> _What you have to do_
Could you please repeat all of the entries exactly as written?

> _Records shown_
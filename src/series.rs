//! Input series types shared by both aggregators.

use serde::{Deserialize, Serialize};

/// A single yearly reading as delivered by the data service.
#[derive(Debug, Clone, Copy, PartialEq)]
pub enum Reading {
    Value(f64),
    /// Trace amount, flagged `T` upstream (e.g. precipitation below measurable).
    Trace,
    /// Missing data, flagged `M` upstream.
    Missing,
}

impl Reading {
    /// Builds a reading from a number, treating NaN and infinities as missing.
    pub fn from_f64(v: f64) -> Self {
        if v.is_finite() {
            Reading::Value(v)
        } else {
            Reading::Missing
        }
    }

    /// Decodes the upstream string form: `"M"`, `"T"` or a decimal number.
    pub fn parse(raw: &str) -> Self {
        match raw.trim() {
            "M" => Reading::Missing,
            "T" => Reading::Trace,
            s => s
                .parse::<f64>()
                .map(Reading::from_f64)
                .unwrap_or(Reading::Missing),
        }
    }

    /// Resolves the reading to the value of record, rounded to 2 decimals.
    ///
    /// Returns `None` when the reading does not qualify for aggregation.
    pub fn resolve(self, trace: TracePolicy) -> Option<f64> {
        match self {
            Reading::Value(v) if v.is_finite() => Some(round2(v)),
            Reading::Value(_) | Reading::Missing => None,
            Reading::Trace => match trace {
                TracePolicy::Zero => Some(0.0),
                TracePolicy::Exclude => None,
            },
        }
    }
}

/// How trace-flagged observations enter the aggregation.
#[derive(Debug, Clone, Copy, Default, PartialEq, Eq, Serialize, Deserialize)]
#[serde(rename_all = "lowercase")]
pub enum TracePolicy {
    /// Trace counts as a measured 0.00.
    #[default]
    Zero,
    /// Trace is dropped like a missing value.
    Exclude,
}

/// One `(year, reading)` pair of a station observation series.
#[derive(Debug, Clone, Copy, PartialEq)]
pub struct RawPoint {
    pub year: i32,
    pub reading: Reading,
}

impl RawPoint {
    pub fn new(year: i32, reading: Reading) -> Self {
        Self { year, reading }
    }
}

/// One `(year, [low, median, high])` tuple of a multi-model projection.
#[derive(Debug, Clone, Copy, PartialEq, Serialize)]
pub struct EnvelopePoint {
    pub year: i32,
    pub values: [f64; 3],
}

impl EnvelopePoint {
    pub fn new(year: i32, low: f64, median: f64, high: f64) -> Self {
        Self {
            year,
            values: [low, median, high],
        }
    }

    /// Envelope with every component rounded to 2 decimals independently.
    pub fn rounded(&self) -> [f64; 3] {
        self.values.map(round2)
    }
}

/// Rounds half away from zero to 2 decimal places.
///
/// Magnitudes too large to scale are returned as-is; they carry no
/// hundredths anyway.
pub fn round2(v: f64) -> f64 {
    let scaled = v * 100.0;
    if scaled.is_finite() {
        scaled.round() / 100.0
    } else {
        v
    }
}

> _Answer box_
filename src/series.rs
//! Input series types shared by both aggregators.

use serde::{Deserialize, Serialize};

/// A single yearly reading as delivered by the data service.
#[derive(Debug, Clone, Copy, PartialEq)]
pub enum Reading {
    Value(f64),
    /// Trace amount, flagged `T` upstream (e.g. precipitation below measurable).
    Trace,
    /// Missing data, flagged `M` upstream.
    Missing,
}

impl Reading {
    /// Builds a reading from a number, treating NaN and infinities as missing.
    pub fn from_f64(v: f64) -> Self {
        if v.is_finite() {
            Reading::Value(v)
        } else {
            Reading::Missing
        }
    }

    /// Decodes the upstream string form: `"M"`, `"T"` or a decimal number.
    pub fn parse(raw: &str) -> Self {
        match raw.trim() {
            "M" => Reading::Missing,
            "T" => Reading::Trace,
            s => s
                .parse::<f64>()
                .map(Reading::from_f64)
                .unwrap_or(Reading::Missing),
        }
    }

    /// Resolves the reading to the value of record, rounded to 2 decimals.
    ///
    /// Returns `None` when the reading does not qualify for aggregation.
    pub fn resolve(self, trace: TracePolicy) -> Option<f64> {
        match self {
            Reading::Value(v) if v.is_finite() => Some(round2(v)),
            Reading::Value(_) | Reading::Missing => None,
            Reading::Trace => match trace {
                TracePolicy::Zero => Some(0.0),
                TracePolicy::Exclude => None,
            },
        }
    }
}

/// How trace-flagged observations enter the aggregation.
#[derive(Debug, Clone, Copy, Default, PartialEq, Eq, Serialize, Deserialize)]
#[serde(rename_all = "lowercase")]
pub enum TracePolicy {
    /// Trace counts as a measured 0.00.
    #[default]
    Zero,
    /// Trace is dropped like a missing value.
    Exclude,
}

/// One `(year, reading)` pair of a station observation series.
#[derive(Debug, Clone, Copy, PartialEq)]
pub struct RawPoint {
    pub year: i32,
    pub reading: Reading,
}

impl RawPoint {
    pub fn new(year: i32, reading: Reading) -> Self {
        Self { year, reading }
    }
}

/// One `(year, [low, median, high])` tuple of a multi-model projection.
#[derive(Debug, Clone, Copy, PartialEq, Serialize)]
pub struct EnvelopePoint {
    pub year: i32,
    pub values: [f64; 3],
}

impl EnvelopePoint {
    pub fn new(year: i32, low: f64, median: f64, high: f64) -> Self {
        Self {
            year,
            values: [low, median, high],
        }
    }

    /// Envelope with every component rounded to 2 decimals independently.
    pub fn rounded(&self) -> [f64; 3] {
        self.values.map(round2)
    }
}

/// Rounds half away from zero to 2 decimal places.
///
/// Magnitudes too large to scale are returned as-is; they carry no
/// hundredths anyway.
pub fn round2(v: f64) -> f64 {
    let scaled = v * 100.0;
    if scaled.is_finite() {
        scaled.round() / 100.0
    } else {
        v
    }
}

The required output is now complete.